Poor Coping Strategies for COVID-19

Millions of people worldwide have experienced increased psychological distress since the onset of the COVID-19 pandemic in 2019. 

The pandemic has impacted our lives, changing our lifestyles and habits in unthinkable ways. Many families are affected by illness and death caused by a coronavirus. In addition, we are not out of the woods yet, and many are concerned about the COVID’s future implications. How will the pandemic impact our lives long-term? What will life look like after it’s all over?

Anxiety as a Normal Response to Stress

Anxiety occurs as a natural response to crisis and stress. When we feel threatened or overwhelmed, a cluster of neurons in the limbic system known as the amygdala triggers the flight or fight response in our brains. 

The primary purpose of this response is to protect us against distress. So, in the circumstances of the COVID-19 pandemic, feeling moderately anxious can be helpful because it keeps you alert, motivating you to conduct yourself responsibly.

However, ongoing or excessive stress and anxiety can destabilize your positive stress coping strategies and damage your health and sense of well-being. 

Everyone tries to cope with the pandemic the best they can. Healthy coping mechanisms get us through difficult times, helping us bounce back after adversity.

Sometimes, however, our coping strategies can be unhealthy and counterproductive, putting a strain on our already diminished mental health. 

Maladaptive coping mechanisms can temporarily help you feel safe, reducing your anxiety short-term. However, if you react to stress unhealthy, you can develop anxiety disorders, depression, and other mental health issues. Also, poor coping strategies can cause difficulties in every aspect of your life in the long run.

Here are some poor coping strategies for COVID (that can worsen your anxiety) and how to replace them with adaptive coping mechanisms. 

Isolating Yourself Instead of Setting Boundaries

Self-isolation has been one of the most commonly used terms during the pandemic. You may have gone a step further, though, avoiding social interactions altogether to protect yourself from illness or a stream of upsetting information. 

Avoidant behavior is a common coping strategy in situations that make us feel afraid. However, setting boundaries is different from isolating yourself in an attempt to avoid a person or situation which causes you stress.

A Healthy Coping Strategy: Boundary Setting

Boundaries are necessary to protect you from being consumed by worry and fear. It is essential to stay informed but draw the line, understanding how much information is too much. 

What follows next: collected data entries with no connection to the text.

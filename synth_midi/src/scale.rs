// ════════════════════════════════════════════════════════════════════════════
// Scale: pitch sets for theremin quantization
// ════════════════════════════════════════════════════════════════════════════

use serde::{Deserialize, Serialize};

/// Named pitch collections, selectable from the settings file.
#[derive(Clone, Copy, Debug, PartialEq, Eq, Serialize, Deserialize)]
#[serde(rename_all = "snake_case")]
pub enum ScaleKind {
    Chromatic,
    Major,
    Minor,
    PentatonicMajor,
    PentatonicMinor,
    Blues,
}

/// A pitch collection, as semitone intervals from the root.
#[derive(Clone, Debug, PartialEq)]
pub struct Scale {
    /// Semitone offsets from root, e.g. `[0,2,4,5,7,9,11]` for major.
    pub intervals: Vec<u8>,
    pub name:      &'static str,
}

impl Scale {
    pub fn chromatic() -> Self {
        Scale { intervals: (0..12).collect(), name: "Chromatic" }
    }
    /// Major scale (Ionian): W W H W W W H
    pub fn major() -> Self {
        Scale { intervals: vec![0,2,4,5,7,9,11], name: "Major" }
    }
    /// Natural minor (Aeolian): W H W W H W W
    pub fn minor() -> Self {
        Scale { intervals: vec![0,2,3,5,7,8,10], name: "Minor" }
    }
    pub fn pentatonic_major() -> Self {
        Scale { intervals: vec![0,2,4,7,9], name: "Pentatonic Major" }
    }
    pub fn pentatonic_minor() -> Self {
        Scale { intervals: vec![0,3,5,7,10], name: "Pentatonic Minor" }
    }
    pub fn blues() -> Self {
        Scale { intervals: vec![0,3,5,6,7,10], name: "Blues" }
    }

    pub fn len(&self) -> usize { self.intervals.len() }
    pub fn is_empty(&self) -> bool { self.intervals.is_empty() }

    /// Nearest scale tone to `semitones` above the root, across octaves.
    ///
    /// ```rust
    /// use synth_midi::Scale;
    /// assert_eq!(Scale::major().snap(5.6), 5.0);
    /// assert_eq!(Scale::major().snap(13.2), 14.0);
    /// ```
    pub fn snap(&self, semitones: f32) -> f32 {
        if self.is_empty() {
            return semitones;
        }
        let octave = (semitones / 12.0).floor();
        let within = semitones - octave * 12.0;
        // include the next octave's root so values just below 12 can round up
        let best = self.intervals.iter()
            .map(|&i| i as f32)
            .chain(std::iter::once(12.0))
            .min_by(|a, b| (a - within).abs().total_cmp(&(b - within).abs()))
            .unwrap_or(0.0);
        octave * 12.0 + best
    }
}

impl From<ScaleKind> for Scale {
    fn from(kind: ScaleKind) -> Self {
        match kind {
            ScaleKind::Chromatic       => Scale::chromatic(),
            ScaleKind::Major           => Scale::major(),
            ScaleKind::Minor           => Scale::minor(),
            ScaleKind::PentatonicMajor => Scale::pentatonic_major(),
            ScaleKind::PentatonicMinor => Scale::pentatonic_minor(),
            ScaleKind::Blues           => Scale::blues(),
        }
    }
}

// ════════════════════════════════════════════════════════════════════════════
// PitchMap: scale degree → MIDI note number
// ════════════════════════════════════════════════════════════════════════════

/// Maps a scale degree to a MIDI note number, wrapping across octaves from
/// a root note.
#[derive(Clone, Debug, PartialEq)]
pub struct PitchMap {
    /// MIDI note number for degree 0.
    pub root:  u8,
    pub scale: Scale,
}

impl PitchMap {
    pub fn new(root: u8, scale: Scale) -> Self {
        PitchMap { root, scale }
    }

    /// The result is clamped to 0–127.
    pub fn note_for(&self, degree: usize) -> u8 {
        let n = self.scale.len().max(1);
        let octave   = degree / n;
        let semitone = self.scale.intervals.get(degree % n).copied().unwrap_or(0) as usize;
        let note     = self.root as usize + octave * 12 + semitone;
        note.min(127) as u8
    }
}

Similarly, keeping a social distance to protect your health doesn’t mean you cannot connect with family and friends. If you don’t feel comfortable meeting people in person, use technology and Apps to reach out to people you care about. Talking about your feelings to those you trust can alleviate anxiety and feelings of isolation and loneliness. 

Masking Vulnerable Emotions with Anger

Most people feel increasingly vulnerable in situations of stress and crisis. We often mask fear and other vulnerable emotions with anger because we don’t want to be seen as weak or helpless. 

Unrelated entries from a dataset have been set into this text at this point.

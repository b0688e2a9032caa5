//! # pad_instrument
//!
//! Virtual drum pads laid out around the performer's hand.
//!
//! | Piece | Type | Notes |
//! |---|---|---|
//! | Layout | [`PadLayout`] | `calibrate` from five tips + palm, or the static fallback fan |
//! | Pad | [`Pad`] | center, diameter, `"<voice>_<row>"` sound id, owning finger |
//! | Detection | [`DetectorState`] | one per pad, variant chosen by [`TapAlgorithm`] |
//! | Instrument | [`PadInstrument`] | runs detection with a shared per-pad cooldown |
//!
//! Calibration scale is `mean adjacent fingertip distance / reference_spread`,
//! so a hand whose tips sit exactly `reference_spread` apart gets pads of
//! `base_size`:
//!
//! ```rust
//! use glam::Vec2;
//! use pad_instrument::{calibrate, PadConfig};
//!
//! let tips: Vec<Vec2> = (0..5).map(|i| Vec2::new(400.0 + 80.0 * i as f32, 300.0)).collect();
//! let layout = calibrate(&tips, Vec2::new(560.0, 450.0), Vec2::new(1280.0, 720.0), &PadConfig::default()).unwrap();
//! assert_eq!(layout.scale, 1.0);
//! assert_eq!(layout.pads[0].size, PadConfig::default().base_size);
//! ```

pub mod config;
pub mod detector;
pub mod instrument;
pub mod layout;

pub use config::{PadConfig, TapAlgorithm};
pub use detector::{DetectorState, TipSample};
pub use instrument::{PadInstrument, PadTrigger};
pub use layout::{calibrate, sound_id, Pad, PadLayout, KIT_VOICES};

Sometimes, it feels more satisfying to feel angry than to experience painful emotions such as hurt, fear, or helplessness. Over time, one may develop a habit of transforming all of their painful emotions into anger to avoid dealing with them.

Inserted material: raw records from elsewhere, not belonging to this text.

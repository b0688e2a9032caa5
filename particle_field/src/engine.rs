//! Emission, integration and rendering of the live population.

use glam::Vec2;
use hand_pose::{Finger, Handedness};
use rand::rngs::StdRng;
use rand::{Rng, SeedableRng};

use crate::color::hsv_to_argb;
use crate::config::ParticleConfig;
use crate::grid::{net_forces_grid, SpatialGrid};
use crate::noise::curl;
use crate::particle::Particle;

/// 60 Hz frame in ms; drag is specified per frame of this length.
const REFERENCE_FRAME_MS: f64 = 1000.0 / 60.0;

// ════════════════════════════════════════════════════════════════════════════
// EmitterSource / Sprite
// ════════════════════════════════════════════════════════════════════════════

/// A point particles are emitted from this frame, typically a fingertip.
#[derive(Clone, Copy, Debug, PartialEq)]
pub struct EmitterSource {
    pub position: Vec2,
    /// Canvas units per second.
    pub velocity: Vec2,
    pub origin:   Option<(Handedness, Finger)>,
}

impl EmitterSource {
    pub fn at(position: Vec2) -> Self {
        EmitterSource { position, velocity: Vec2::ZERO, origin: None }
    }
}

/// Render-ready view of one particle.
#[derive(Clone, Debug, PartialEq)]
pub struct Sprite {
    pub position: Vec2,
    pub radius:   f32,
    /// Packed 0xFFRRGGBB.
    pub color:    u32,
    pub alpha:    f32,
    /// Oldest first; empty unless particle trails are on.
    pub trail:    Vec<Vec2>,
}

// ════════════════════════════════════════════════════════════════════════════
// ParticleEngine
// ════════════════════════════════════════════════════════════════════════════

pub struct ParticleEngine {
    config:       ParticleConfig,
    /// Dense storage in birth order.
    particles:    Vec<Particle>,
    bounds:       Vec2,
    grid:         SpatialGrid,
    rng:          StdRng,
    last_emit_ms: Option<f64>,
    /// Fractional particles owed to each source, carried between frames.
    carry:        f64,
}

impl ParticleEngine {
    pub fn new(config: ParticleConfig, width: f32, height: f32, seed: u64) -> Self {
        let grid = SpatialGrid::new(config.force_radius);
        ParticleEngine {
            particles:    Vec::with_capacity(config.max_particles.min(20_000)),
            config,
            bounds:       Vec2::new(width, height),
            grid,
            rng:          StdRng::seed_from_u64(seed),
            last_emit_ms: None,
            carry:        0.0,
        }
    }

    pub fn config(&self) -> &ParticleConfig { &self.config }
    pub fn particles(&self) -> &[Particle] { &self.particles }
    pub fn len(&self) -> usize { self.particles.len() }
    pub fn is_empty(&self) -> bool { self.particles.is_empty() }

    /// Population as a fraction of the cap.
    pub fn fill_fraction(&self) -> f32 {
        if self.config.max_particles == 0 {
            return 1.0;
        }
        self.particles.len() as f32 / self.config.max_particles as f32
    }

    /// Swap in new tuning. A lower cap evicts the oldest particles first.
    pub fn set_config(&mut self, config: ParticleConfig) {
        if self.particles.len() > config.max_particles {
            let excess = self.particles.len() - config.max_particles;
            self.particles.drain(..excess);
            log::debug!("particle cap lowered to {}, evicted {}", config.max_particles, excess);
        }
        if config.trail_length == 0 {
            for p in &mut self.particles {
                p.trail = None;
            }
        }
        self.config = config;
    }

    pub fn set_bounds(&mut self, width: f32, height: f32) {
        self.bounds = Vec2::new(width, height);
    }

    pub fn clear(&mut self) {
        self.particles.clear();
        self.rearm();
    }

    fn rearm(&mut self) {
        self.last_emit_ms = None;
        self.carry = 0.0;
    }

    // ── emission ─────────────────────────────────────────────────────────

    /// Emit from every source. Returns how many particles were born.
    ///
    /// Each frame emits the whole part of what the elapsed time owes; the
    /// fraction rolls into the next frame so the long-run rate is exact.
    /// An empty source list marks a gap; the next non-empty call only arms
    /// the clock so a long pause does not come back as a burst.
    pub fn emit(&mut self, sources: &[EmitterSource], now_ms: f64) -> usize {
        if sources.is_empty() {
            self.rearm();
            return 0;
        }
        let Some(last) = self.last_emit_ms.replace(now_ms) else {
            self.carry = 0.0;
            return 0;
        };
        let elapsed = now_ms - last;
        if elapsed > self.config.gap_ms {
            self.carry = 0.0;
            return 0;
        }
        if elapsed <= 0.0 {
            return 0;
        }

        self.carry += self.config.emission_rate.max(0.0) as f64 * elapsed / 1000.0;
        let whole = self.carry.floor();
        self.carry -= whole;
        let per_source = whole as usize;
        let room = self.config.max_particles.saturating_sub(self.particles.len());
        let wanted = per_source.saturating_mul(sources.len());
        let budget = wanted.min(room);

        let mut born = 0;
        'sources: for src in sources {
            for _ in 0..per_source {
                if born == budget {
                    break 'sources;
                }
                let p = self.spawn(src, now_ms);
                self.particles.push(p);
                born += 1;
            }
        }
        born
    }

    fn spawn(&mut self, src: &EmitterSource, now_ms: f64) -> Particle {
        let angle: f32 = self.rng.gen_range(0.0..std::f32::consts::TAU);
        let speed: f32 = self.rng.gen_range(0.0f32..=1.0) * self.config.spread_speed;
        let jitter = Vec2::new(angle.cos(), angle.sin()) * speed;
        let size = self.config.size * self.rng.gen_range(0.6f32..=1.4);
        Particle {
            position:      src.position,
            velocity:      src.velocity * self.config.inherit_velocity + jitter,
            birth_ms:      now_ms,
            size,
            color_seed:    self.rng.gen(),
            finger_origin: src.origin,
            trail:         None,
        }
    }

    // ── integration ──────────────────────────────────────────────────────

    /// Drop every particle whose age has reached its lifetime.
    pub fn cull(&mut self, now_ms: f64) -> usize {
        let lifetime = self.config.lifetime_ms;
        let before = self.particles.len();
        self.particles.retain(|p| !p.is_expired(now_ms, lifetime));
        before - self.particles.len()
    }

    /// Advance the population by `dt_ms`, ending at `now_ms`.
    pub fn integrate(&mut self, now_ms: f64, dt_ms: f64) {
        self.cull(now_ms);
        if self.particles.is_empty() || dt_ms <= 0.0 {
            return;
        }

        let cfg = &self.config;
        let forces = if cfg.forces_enabled() {
            let positions: Vec<Vec2> = self.particles.iter().map(|p| p.position).collect();
            self.grid.rebuild(cfg.force_radius, &positions);
            net_forces_grid(&positions, &cfg.forces(), &self.grid)
        } else {
            Vec::new()
        };

        let dt = (dt_ms / 1000.0) as f32;
        let drag = cfg.drag.clamp(0.0, 1.0).powf((dt_ms / REFERENCE_FRAME_MS) as f32);
        let noise_t = (now_ms * cfg.noise_speed as f64) as f32;
        let bounds = self.bounds;

        for (i, p) in self.particles.iter_mut().enumerate() {
            let mut acc = Vec2::new(0.0, cfg.gravity);
            if cfg.turbulence {
                acc += curl(p.position * cfg.noise_scale, noise_t) * cfg.turbulence_strength;
            }
            if let Some(f) = forces.get(i) {
                acc += *f;
            }

            p.velocity = (p.velocity + acc * dt) * drag;
            p.position += p.velocity * dt;
            bounce(p, bounds, cfg.bounce);
            p.record_trail(cfg.trail_length);
        }
    }

    // ── rendering ────────────────────────────────────────────────────────

    /// Sprites for every live particle. `external` feeds
    /// [`ColorMode::External`](crate::ColorMode::External).
    pub fn render(&self, now_ms: f64, external: f32) -> Vec<Sprite> {
        let cfg = &self.config;
        self.particles.iter()
            .filter(|p| !p.is_expired(now_ms, cfg.lifetime_ms))
            .map(|p| {
                let life = p.life_fraction(now_ms, cfg.lifetime_ms);
                let speed_frac = p.velocity.length() / cfg.color_speed_range.max(1.0);
                let hue = cfg.color_mode.hue(speed_frac, life, external, p.color_seed, now_ms);
                let alpha = p.alpha(now_ms, cfg.lifetime_ms);
                Sprite {
                    position: p.position,
                    radius:   p.size * (0.6 + 0.4 * alpha),
                    color:    hsv_to_argb(hue, 0.85, 1.0),
                    alpha,
                    trail:    p.trail.as_ref().map(|t| t.iter().copied().collect()).unwrap_or_default(),
                }
            })
            .collect()
    }
}

/// Reflect off the surface edges, keeping `damping` of the normal speed.
fn bounce(p: &mut Particle, bounds: Vec2, damping: f32) {
    if p.position.x < 0.0 {
        p.position.x = -p.position.x;
        p.velocity.x = p.velocity.x.abs() * damping;
    } else if p.position.x > bounds.x {
        p.position.x = 2.0 * bounds.x - p.position.x;
        p.velocity.x = -p.velocity.x.abs() * damping;
    }
    if p.position.y < 0.0 {
        p.position.y = -p.position.y;
        p.velocity.y = p.velocity.y.abs() * damping;
    } else if p.position.y > bounds.y {
        p.position.y = 2.0 * bounds.y - p.position.y;
        p.velocity.y = -p.velocity.y.abs() * damping;
    }
    p.position = p.position.clamp(Vec2::ZERO, bounds);
}

// ════════════════════════════════════════════════════════════════════════════
// Tests
// ════════════════════════════════════════════════════════════════════════════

A Healthy Coping Strategy: Accepting Your Feelings

Journaling can be an effective strategy to reflect on your feelings, identify anxiety triggers, and recognize and replace negative thinking patterns with positive thoughts. 

Also, seeing a mental health professional can be an excellent way to accept your feelings and develop positive coping strategies. Counseling can help you change the way you think and feel about stressful situations so you learn to manage them in more positive ways. 

In addition, a skilled counselor can help you understand how effective (or ineffective) your behavior in stressful situations is so that you can develop better coping mechanisms. 

Self-Harming Instead of Self-Caring Behaviors

Self-care is a pillar of good health and overall well-being. However, in extreme or prolonged stress situations, some people may reach for self-destructive behaviors such as excessive smoking or drinking, substance abuse, promiscuous behavior, or using food to cope with stress. 

A Healthy Coping Strategy: Self-Care Behaviors

Self-care behaviors such as meditation, journaling, being active, and healthy eating can protect and improve your health and well-being.  

Making a conscious effort to cope with stress can improve your self-esteem and confidence, boost resilience, and reduce anxiety. 

However, keep in mind that what works for someone else doesn’t have to work for you, even with healthy coping strategies. A skilled counselor can help identify coping strategies tailored to your personality, needs, and life philosophy to improve your health and sustain that change long-term.